South Africa's First Muslim Mason?

 

By H. Brother Dr Alan A Cooper
First published in August 1985
In the Provincial Grand Lodge (Southern Division) Spring Ball magazine

 

 

 

 

The South African Cultural Museum in Cape Town, which already houses an exhibition of masonic regalia, will soon boast a display of coins bequeathed in 1927 by another Freemason, Hajee Suilaiman Shamahoed. The Hajee is believed to be the first Muslim Freemason in South Africa. During the many years he lived in the Cape he was able unable to attend masonic lodges because of local circumstances at the time. Nevertheless as a benefactor to his community and to the public, he exhibited Masonic qualities of charity and forbearance, ready to declare to all he was a true Freemason.

 

It’s not clear whether he became a Freemason in India or in Britain, where he lived for many years.

 

Born in Dhoraji in the Presidency of Bombay, India, in June 1859 he settled at the Cape in 1883 where he became a prosperous fish merchant and a leading member of his community. His extensive will, drawn up in 1915, records his many bequests. To the SA Public Library he left £100 for the purchase of books on Oriental philosophy and art; to the Cape Town Art Gallery a similar sum to provide for artistically talented Muslims; to the New Somerset Hospital £100 to establish a bed in his name for Muslim patients.
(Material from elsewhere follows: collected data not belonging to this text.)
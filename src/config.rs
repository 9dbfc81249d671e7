/*!
 * Configuration types for quotagate
 */

use serde::{Deserialize, Serialize};
use std::path::{Path, PathBuf};
use std::time::Duration;

use crate::error::{GatewayError, Result};

/// Main gateway configuration.
///
/// Every field can be changed at runtime through
/// [`ExecutionGateway::update_config`](crate::gateway::ExecutionGateway::update_config);
/// periodic tasks read the latest snapshot on each tick.
#[derive(Debug, Clone, PartialEq, Serialize, Deserialize)]
pub struct GatewayConfig {
    /// Maximum concurrent physical executions against the store
    #[serde(default = "default_max_connections")]
    pub max_connections: usize,

    /// Advertised minimum of warm connections (reported only)
    #[serde(default = "default_min_connections")]
    pub min_connections: usize,

    /// How long a query waits for a connection slot
    #[serde(default = "default_acquire_timeout_ms")]
    pub acquire_timeout_ms: u64,

    /// Advertised idle timeout of the store driver (reported only)
    #[serde(default = "default_idle_timeout_ms")]
    pub idle_timeout_ms: u64,

    /// Time allowance of a single execution attempt (and the health probe)
    #[serde(default = "default_query_timeout_ms")]
    pub query_timeout_ms: u64,

    /// Maximum attempts per physical execution
    #[serde(default = "default_max_retries")]
    pub max_retries: u32,

    /// Base delay of the exponential backoff between attempts
    #[serde(default = "default_retry_base_delay_ms")]
    pub retry_base_delay_ms: u64,

    /// Cap on the backoff delay between attempts
    #[serde(default = "default_retry_max_delay_ms")]
    pub retry_max_delay_ms: u64,

    /// Interval of the liveness probe
    #[serde(default = "default_health_check_interval_ms")]
    pub health_check_interval_ms: u64,

    /// Maximum number of cached results
    #[serde(default = "default_cache_max_size")]
    pub cache_max_size: usize,

    /// Maximum estimated bytes held by the result cache
    #[serde(default = "default_cache_max_bytes")]
    pub cache_max_bytes: usize,

    /// Default time-to-live of cached results
    #[serde(default = "default_cache_ttl_ms")]
    pub cache_ttl_ms: u64,

    /// Interval of the expired-entry sweep
    #[serde(default = "default_cache_sweep_interval_ms")]
    pub cache_sweep_interval_ms: u64,

    /// Collapse concurrent identical reads into one execution
    #[serde(default = "default_true")]
    pub enable_query_deduplication: bool,

    /// Estimated transfer allowed per quota window, in MB
    #[serde(default = "default_max_data_transfer_mb")]
    pub max_data_transfer_mb: f64,

    /// Length of the quota window
    #[serde(default = "default_data_transfer_window_ms")]
    pub data_transfer_window_ms: u64,

    /// Interval of quota housekeeping (window roll, alerts, emergency re-check)
    #[serde(default = "default_quota_check_interval_ms")]
    pub quota_check_interval_ms: u64,

    /// Group batch-eligible reads into micro-batches
    #[serde(default = "default_true")]
    pub enable_request_batching: bool,

    /// Flush a batch as soon as it holds this many requests
    #[serde(default = "default_max_batch_size")]
    pub max_batch_size: usize,

    /// How long the first request of a batch waits for company
    #[serde(default = "default_batch_window_ms")]
    pub batch_window_ms: u64,

    /// Throttling tiers and emergency controller tunables
    #[serde(default)]
    pub quota: QuotaPolicy,

    /// Diagnostic output
    #[serde(default)]
    pub logging: LoggingConfig,
}

/// Tunables of the quota tiers and the emergency controller
#[derive(Debug, Clone, PartialEq, Serialize, Deserialize)]
pub struct QuotaPolicy {
    /// Utilization above which the high throttle tier applies
    #[serde(default = "default_throttle_high_pct")]
    pub throttle_high_pct: f64,

    /// Rejection probability of the high tier
    #[serde(default = "default_throttle_high_probability")]
    pub throttle_high_probability: f64,

    /// Utilization above which the low throttle tier applies
    #[serde(default = "default_throttle_low_pct")]
    pub throttle_low_pct: f64,

    /// Rejection probability of the low tier
    #[serde(default = "default_throttle_low_probability")]
    pub throttle_low_probability: f64,

    /// Utilization above which emergency mode is entered
    #[serde(default = "default_emergency_entry_pct")]
    pub emergency_entry_pct: f64,

    /// Utilization below which emergency mode may be left
    #[serde(default = "default_emergency_recovery_pct")]
    pub emergency_recovery_pct: f64,

    /// Minimum time spent in emergency before each recovery check
    #[serde(default = "default_emergency_dwell_ms")]
    pub emergency_dwell_ms: u64,

    /// Factor applied to the cache TTL while in emergency
    #[serde(default = "default_emergency_ttl_factor")]
    pub emergency_ttl_factor: u32,

    /// Connection budget while in emergency
    #[serde(default = "default_emergency_max_connections")]
    pub emergency_max_connections: usize,

    /// Maximum alerts kept in the alert log
    #[serde(default = "default_alert_capacity")]
    pub alert_capacity: usize,

    /// Maximum age of alerts kept in the alert log
    #[serde(default = "default_alert_max_age_ms")]
    pub alert_max_age_ms: u64,
}

/// Logging configuration
#[derive(Debug, Clone, PartialEq, Default, Serialize, Deserialize)]
pub struct LoggingConfig {
    /// Log level for diagnostic output
    #[serde(default)]
    pub level: LogLevel,

    /// Log file path (None = stdout)
    #[serde(default)]
    pub file: Option<PathBuf>,

    /// Emit JSON lines to stdout instead of the compact format
    #[serde(default)]
    pub json: bool,
}

/// Log level for diagnostic output
#[derive(Debug, Clone, Copy, PartialEq, Eq, Serialize, Deserialize, Default)]
#[serde(rename_all = "lowercase")]
pub enum LogLevel {
    Error,
    Warn,
    #[default]
    Info,
    Debug,
    Trace,
}

impl LogLevel {
    /// Convert to tracing Level
    pub fn to_tracing_level(&self) -> tracing::Level {
        match self {
            LogLevel::Error => tracing::Level::ERROR,
            LogLevel::Warn => tracing::Level::WARN,
            LogLevel::Info => tracing::Level::INFO,
            LogLevel::Debug => tracing::Level::DEBUG,
            LogLevel::Trace => tracing::Level::TRACE,
        }
    }
}

/// Partial configuration applied by `update_config`.
///
/// `None` fields keep their current value.
#[derive(Debug, Clone, Default, PartialEq, Serialize, Deserialize)]
pub struct ConfigPatch {
    pub max_connections: Option<usize>,
    pub min_connections: Option<usize>,
    pub acquire_timeout_ms: Option<u64>,
    pub idle_timeout_ms: Option<u64>,
    pub query_timeout_ms: Option<u64>,
    pub max_retries: Option<u32>,
    pub retry_base_delay_ms: Option<u64>,
    pub retry_max_delay_ms: Option<u64>,
    pub health_check_interval_ms: Option<u64>,
    pub cache_max_size: Option<usize>,
    pub cache_max_bytes: Option<usize>,
    pub cache_ttl_ms: Option<u64>,
    pub cache_sweep_interval_ms: Option<u64>,
    pub enable_query_deduplication: Option<bool>,
    pub max_data_transfer_mb: Option<f64>,
    pub data_transfer_window_ms: Option<u64>,
    pub quota_check_interval_ms: Option<u64>,
    pub enable_request_batching: Option<bool>,
    pub max_batch_size: Option<usize>,
    pub batch_window_ms: Option<u64>,
    pub quota: Option<QuotaPolicy>,
}

fn default_true() -> bool {
    true
}

fn default_max_connections() -> usize {
    10
}

fn default_min_connections() -> usize {
    2
}

fn default_acquire_timeout_ms() -> u64 {
    30_000
}

fn default_idle_timeout_ms() -> u64 {
    300_000
}

fn default_query_timeout_ms() -> u64 {
    30_000
}

fn default_max_retries() -> u32 {
    3
}

fn default_retry_base_delay_ms() -> u64 {
    100
}

fn default_retry_max_delay_ms() -> u64 {
    5_000
}

fn default_health_check_interval_ms() -> u64 {
    30_000
}

fn default_cache_max_size() -> usize {
    1_000
}

fn default_cache_max_bytes() -> usize {
    64 * 1024 * 1024
}

fn default_cache_ttl_ms() -> u64 {
    300_000
}

fn default_cache_sweep_interval_ms() -> u64 {
    60_000
}

fn default_max_data_transfer_mb() -> f64 {
    100.0
}

fn default_data_transfer_window_ms() -> u64 {
    300_000
}

fn default_quota_check_interval_ms() -> u64 {
    10_000
}

fn default_max_batch_size() -> usize {
    10
}

fn default_batch_window_ms() -> u64 {
    10
}

fn default_throttle_high_pct() -> f64 {
    90.0
}

fn default_throttle_high_probability() -> f64 {
    0.5
}

fn default_throttle_low_pct() -> f64 {
    80.0
}

fn default_throttle_low_probability() -> f64 {
    0.25
}

fn default_emergency_entry_pct() -> f64 {
    95.0
}

fn default_emergency_recovery_pct() -> f64 {
    70.0
}

fn default_emergency_dwell_ms() -> u64 {
    300_000
}

fn default_emergency_ttl_factor() -> u32 {
    4
}

fn default_emergency_max_connections() -> usize {
    2
}

fn default_alert_capacity() -> usize {
    100
}

fn default_alert_max_age_ms() -> u64 {
    24 * 60 * 60 * 1000
}
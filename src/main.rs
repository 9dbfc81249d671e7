/*!
 * quotagate CLI
 *
 * Inspect gateway configuration files and drive a simulated workload against
 * an in-memory store to see caching, deduplication and quota behaviour.
 */

use anyhow::{Context, Result};
use clap::{Parser, Subcommand, ValueEnum};
use comfy_table::{presets, Attribute, Cell, Color, ContentArrangement, Table};
use serde_json::json;
use std::path::PathBuf;
use std::sync::Arc;
use std::time::Duration;

use quotagate::{
    config::{GatewayConfig, LogLevel},
    logging, Collaborators, ExecutionGateway, GatewayError, HealthSummary, MemoryStore,
};

#[derive(Parser)]
#[command(name = "quotagate")]
#[command(version, about = "Quota-aware data-access gateway", long_about = None)]
struct Cli {
    /// Gateway configuration file (TOML)
    #[arg(short = 'c', long = "config", global = true)]
    config: Option<PathBuf>,

    /// Log level
    #[arg(long = "log-level", value_enum, default_value = "info", global = true)]
    log_level: LogLevelArg,

    /// Verbose output (debug logging)
    #[arg(short = 'v', long = "verbose", global = true)]
    verbose: bool,

    /// Emit logs as JSON lines
    #[arg(long = "json-logs", global = true)]
    json_logs: bool,

    #[command(subcommand)]
    command: Commands,
}

#[derive(Subcommand)]
enum Commands {
    /// Validate a configuration file and print the effective settings
    CheckConfig {
        /// Path to the TOML file
        file: PathBuf,
    },

    /// Show configuration presets
    Presets,

    /// Write a configuration preset to a file
    Init {
        /// Destination path
        file: PathBuf,

        /// Preset to write
        #[arg(long, value_enum, default_value = "default")]
        preset: PresetArg,
    },

    /// Run a simulated read workload against an in-memory store
    Simulate {
        /// Number of requests to issue
        #[arg(short = 'n', long, default_value = "200")]
        requests: usize,

        /// Number of distinct keys the requests spread over
        #[arg(short = 'k', long, default_value = "20")]
        keys: usize,

        /// Approximate size of each stored value in KiB
        #[arg(long, default_value = "64")]
        value_kib: usize,

        /// Simulated store latency in milliseconds
        #[arg(long, default_value = "5")]
        latency_ms: u64,

        /// Print Prometheus metrics after the run
        #[arg(long)]
        metrics: bool,
    },
}

#[derive(Debug, Clone, Copy, ValueEnum)]
enum LogLevelArg {
    Error,
    Warn,
    Info,
    Debug,
    Trace,
}

impl From<LogLevelArg> for LogLevel {
    fn from(arg: LogLevelArg) -> Self {
        match arg {
            LogLevelArg::Error => LogLevel::Error,
            LogLevelArg::Warn => LogLevel::Warn,
            LogLevelArg::Info => LogLevel::Info,
            LogLevelArg::Debug => LogLevel::Debug,
            LogLevelArg::Trace => LogLevel::Trace,
        }
    }
}

#[derive(Debug, Clone, Copy, ValueEnum)]
enum PresetArg {
    Default,
    Conservative,
    HighThroughput,
}

impl PresetArg {
    fn config(self) -> GatewayConfig {
        match self {
            PresetArg::Default => GatewayConfig::default(),
            PresetArg::Conservative => GatewayConfig::conservative_preset(),
            PresetArg::HighThroughput => GatewayConfig::high_throughput_preset(),
        }
    }
}

#[tokio::main]
async fn main() -> Result<()> {
    let cli = Cli::parse();

    let mut config = match cli.config {
        Some(ref path) => GatewayConfig::from_file(path)
            .with_context(|| format!("failed to load {}", path.display()))?,
        None => GatewayConfig::default(),
    };
    config.logging.level = cli.log_level.into();
    config.logging.json |= cli.json_logs;

    if let Err(e) = logging::init_logging(&config.logging, cli.verbose) {
        eprintln!("Warning: Failed to initialize logging: {}", e);
    }

    match cli.command {
        Commands::CheckConfig { file } => check_config(&file),
        Commands::Presets => {
            println!("{}", preset_table());
            Ok(())
        }
        Commands::Init { file, preset } => {
            preset.config().to_file(&file)?;
            println!("Wrote {:?} preset to {}", preset, file.display());
            Ok(())
        }
        Commands::Simulate {
            requests,
            keys,
            value_kib,
            latency_ms,
            metrics,
        } => simulate(config, requests, keys, value_kib, latency_ms, metrics).await,
    }
}

fn create_table() -> Table {
    let mut table = Table::new();
    table
        .load_preset(presets::UTF8_FULL)
        .set_content_arrangement(ContentArrangement::Dynamic);
    table
}

fn header(cells: &[&str]) -> Vec<Cell> {
    cells
        .iter()
        .map(|c| Cell::new(c).fg(Color::Cyan).add_attribute(Attribute::Bold))
        .collect()
}

fn stats_table(title: &str, items: &[(&str, String)]) -> Table {
    let mut table = create_table();
    table.set_header(header(&[title, ""]));
    for (key, value) in items {
        table.add_row(vec![Cell::new(key).fg(Color::Cyan), Cell::new(value)]);
    }
    table
}

fn check_config(file: &PathBuf) -> Result<()> {
    let config = GatewayConfig::from_file(file)
        .with_context(|| format!("{} is not a valid gateway configuration", file.display()))?;

    let table = stats_table(
        "Setting",
        &[
            ("max_connections", config.max_connections.to_string()),
            ("acquire_timeout", format!("{:?}", config.acquire_timeout())),
            ("max_retries", config.max_retries.to_string()),
            ("cache_max_size", config.cache_max_size.to_string()),
            ("cache_max_bytes", config.cache_max_bytes.to_string()),
            ("cache_ttl", format!("{:?}", config.cache_ttl())),
            ("max_data_transfer_mb", format!("{:.1}", config.max_data_transfer_mb)),
            ("data_transfer_window", format!("{:?}", config.data_transfer_window())),
            (
                "emergency entry / recovery",
                format!(
                    "{:.0}% / {:.0}%",
                    config.quota.emergency_entry_pct, config.quota.emergency_recovery_pct
                ),
            ),
            ("deduplication", config.enable_query_deduplication.to_string()),
            ("batching", config.enable_request_batching.to_string()),
        ],
    );
    println!("{}", table);
    println!("{} is valid", file.display());
    Ok(())
}

fn preset_table() -> Table {
    let mut table = create_table();
    table.set_header(header(&[
        "Preset",
        "Connections",
        "Cache TTL",
        "Transfer budget",
        "Batch",
    ]));
    for preset in [
        PresetArg::Default,
        PresetArg::Conservative,
        PresetArg::HighThroughput,
    ] {
        let config = preset.config();
        table.add_row(vec![
            Cell::new(format!("{:?}", preset)).fg(Color::Green),
            Cell::new(config.max_connections),
            Cell::new(format!("{:?}", config.cache_ttl())),
            Cell::new(format!(
                "{:.0} MB / {:?}",
                config.max_data_transfer_mb,
                config.data_transfer_window()
            )),
            Cell::new(format!(
                "{} / {:?}",
                config.max_batch_size,
                config.batch_window()
            )),
        ]);
    }
    table
}

async fn simulate(
    config: GatewayConfig,
    requests: usize,
    keys: usize,
    value_kib: usize,
    latency_ms: u64,
    metrics: bool,
) -> Result<()> {
    let keys = keys.max(1);
    let store = MemoryStore::new();
    store.set_latency(Duration::from_millis(latency_ms));
    let payload = "x".repeat(value_kib * 1024);
    for i in 0..keys {
        store.insert(format!("item:{}", i), json!({ "id": i, "payload": payload }));
    }

    let gateway = ExecutionGateway::init(
        config,
        Collaborators::with_store(Arc::new(store.clone())),
    )?;

    let mut handles = Vec::with_capacity(requests);
    for i in 0..requests {
        let gateway = Arc::clone(&gateway);
        let store = store.clone();
        let key = format!("item:{}", i % keys);
        handles.push(tokio::spawn(async move {
            let query_key = key.clone();
            gateway
                .execute_select::<serde_json::Value, _, _>(
                    move || {
                        let store = store.clone();
                        let key = query_key.clone();
                        async move { store.query(&key).await }
                    },
                    &key,
                    None,
                )
                .await
        }));
    }

    let (mut ok, mut rejected, mut failed) = (0usize, 0usize, 0usize);
    for handle in handles {
        match handle.await.context("request task panicked")? {
            Ok(_) => ok += 1,
            Err(GatewayError::QuotaExceeded { .. }) => rejected += 1,
            Err(_) => failed += 1,
        }
    }

    let cache = gateway.cache_metrics();
    let quota = gateway.quota_status();
    let connections = gateway.connection_metrics().await;

    println!(
        "{}",
        stats_table(
            "Requests",
            &[
                ("succeeded", ok.to_string()),
                ("rejected by quota", rejected.to_string()),
                ("failed", failed.to_string()),
                ("store queries", store.stats().queries.to_string()),
                ("deduplicated", connections.dedup.collapsed.to_string()),
                ("batched", connections.batching.requests_batched.to_string()),
            ],
        )
    );
    println!(
        "{}",
        stats_table(
            "Cache",
            &[
                ("entries", cache.entries.to_string()),
                ("bytes", cache.bytes.to_string()),
                ("hit rate", format!("{:.1}%", cache.hit_rate() * 100.0)),
                ("evictions", cache.evictions.to_string()),
            ],
        )
    );
    println!(
        "{}",
        stats_table(
            "Quota",
            &[
                (
                    "transferred",
                    format!("{:.2} / {:.0} MB", quota.used_mb, quota.max_mb),
                ),
                ("utilization", format!("{:.1}%", quota.utilization_pct)),
                ("tier", quota.tier.to_string()),
                ("emergency", quota.emergency.to_string()),
                ("throttled / denied", format!("{} / {}", quota.throttled, quota.denied)),
            ],
        )
    );

    let health = HealthSummary::from(&gateway.run_health_check().await);
    let advisories = if health.advisories.is_empty() {
        "none".to_string()
    } else {
        health.advisories.join(", ")
    };
    println!(
        "{}",
        stats_table(
            "Health",
            &[
                ("status", health.status),
                ("effective latency", format!("{:?}", health.effective_latency)),
                ("advisories", advisories),
            ],
        )
    );

    if metrics {
        println!("{}", gateway.render_metrics()?);
    }

    gateway.shutdown().await;
    Ok(())
}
Money to provide medals and prizes for Malay and Coloured children in Cape Town schools was left to the Cape Provincial Department of Education and £100 was bequeathed to the South African National Society for research into the lives and graves of Muslims who arrived from the Indian Archipelago in the early days of the Cape.

 

During his lifetime his charity extended to educational and religious projects. In 1911 he gave land and money to found two Muslim schools in Cape Town. Their foundation stones were laid on Jube 22, 1911, the day of the coronation of King George V.

 

The tragic loss of two of his daughters led him to finance two religious establishments. In 1908 he bought a burial site of a Muslim holy man, Sheikh Joseph, who died an exile from Java, near Faure in 1699, and set up a trust to protect the Kramat. Several other Kramats of religious leaders in the 17th century were protected for posterity by him.

 

In 1909 his eldest daughter, Janeb Hajee Suilaiman, aged 20, died when her dress caught alight from a stove. To commemorate her name, he bought land near the cemetary and erected a mosque attached to which was a classroom named after Janeb.Ironically his will made provision for bequests 100 years after his death in 1927 to descendants from the male line of his family. However only his four daughters produced children. One of these, Mr Yussup Essop, now living at Paarl, recalls that the Hajee often declared that he was a Freemason and abided by its principals, which he said resembled those of Mohammedanism.

 

Unfortunately the Hajee could not attend recognised Masonic lodges. Because of the laws of the land at the time the English, Netherlandic, Irish and Scottish Lodges in the Cape could not admit persons of colour. Only in 1977 was the Grand Lodge of South Africa given official permission to allow Coloured and Indian candidates to the Order.

 

Despite this, the Hajee was proud of being a Freemason, as the frontispiece of his will indicates. The square and compasses are seen prominently displayed, together with a drawing of him.